My personal avoidance and defensiveness over the diagnosis of bipolar disorder kept me from appropriate care for most of 30 years. My reasoning was that it difficult to get life insurance when the disorder comes to light. Who knew that i would live to 60 and beyond? I know that I didn’t want to get this far in the past. People freak when I say that. They freak because of their own fear of death and their religious convictions. I understand that but when they try to intervene, they don’t take into consideration of my own set of values. I suspect that it happens pretty much universally.
Ironically, people who want to *help* go to great lengths to capture, transport, and detain us. When it comes to kicking us to the curb, not so much energy or resources are committed (do you like the play on words there?) to the return and reintegration, home. On release, I usually have problems at home then like before going into the hospital. If there was no food going in, there sure as hell wouldn’t be any food coming out! Then bills are there, collection calls usually clog the answering machine, thinly veiled threats of more of the same shit recorded for posterity.
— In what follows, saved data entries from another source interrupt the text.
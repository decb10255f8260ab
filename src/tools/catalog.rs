//! Price lookup tools backed by fixed in-memory catalogs.

use async_trait::async_trait;
use serde_json::json;
use tracing::warn;

use super::traits::{str_arg, Tool, ToolError};

/// Product catalog. A `None` price means the product is listed without a price
/// and is reported exactly like an unknown product.
const PRODUCTS: &[(&str, Option<u32>)] = &[
    ("Redmi Note 10S 8GB/128GB", Some(1700)),
    ("iPhone 15", Some(1200)),
    ("Samsung S24", Some(1100)),
    ("MacBook Air", Some(1500)),
    ("AirPods Pro", Some(250)),
    ("Watch", None),
];

const STOCKS: &[(&str, f64)] = &[
    ("AAPL", 185.30),
    ("GOOGL", 138.50),
    ("MSFT", 402.20),
    ("TSLA", 210.10),
];

/// Look up a product price and describe the outcome.
pub fn product_price(product_name: &str) -> String {
    let price = PRODUCTS
        .iter()
        .find(|(name, _)| *name == product_name)
        .and_then(|(_, price)| *price);

    match price {
        Some(price) => format!("The price of {} is ${}.", product_name, price),
        None => {
            warn!("Price for '{}' not found.", product_name);
            format!("Price for '{}' not found.", product_name)
        }
    }
}

/// Look up a stock price by ticker symbol.
pub fn stock_price(ticker: &str) -> String {
    match STOCKS.iter().find(|(symbol, _)| *symbol == ticker) {
        Some((_, price)) => format!("The current stock price of {} is ${}.", ticker, price),
        None => {
            warn!("Stock price for '{}' not found.", ticker);
            format!("Stock price for '{}' not found.", ticker)
        }
    }
}

pub struct ProductPriceTool;

#[async_trait]
impl Tool for ProductPriceTool {
    fn name(&self) -> &str {
        "get_product_price"
    }

    fn description(&self) -> &str {
        "Get the price of a product from a predefined catalog."
    }

    fn parameters_schema(&self) -> serde_json::Value {
        json!({
            "type": "object",
            "properties": {
                "product_name": {
                    "type": "string",
                    "description": "Name of the product to get the price for."
                }
            },
            "required": ["product_name"]
        })
    }

    async fn execute(&self, args: &serde_json::Value) -> Result<String, ToolError> {
        Ok(product_price(str_arg(args, "product_name")))
    }
}

pub struct StockPriceTool;

#[async_trait]
impl Tool for StockPriceTool {
    fn name(&self) -> &str {
        "get_stock_price"
    }

    fn description(&self) -> &str {
        "Get the current stock price for a given ticker symbol."
    }

    fn parameters_schema(&self) -> serde_json::Value {
        json!({
            "type": "object",
            "properties": {
                "ticker": {
                    "type": "string",
                    "description": "Ticker symbol of the stock to get the price for."
                }
            },
            "required": ["ticker"]
        })
    }

    async fn execute(&self, args: &serde_json::Value) -> Result<String, ToolError> {
        Ok(stock_price(str_arg(args, "ticker")))
    }
}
I’m worn out. Day, I don’t know, 14 or 15 of taking Abilify. I have yet to experience a better mood as was suggested that might happen. Instead I’m pretty damn tired a lot of the time. It’s actually okay for me, I like to sleep most of the time anyway! Speaking of sleep, therapists make a big deal of sleeping “to much”. I wonder who made those calculations as to the amount of sleep that is appropriate? Probably a doctor who lived on 4 hours of sleep at night. lol!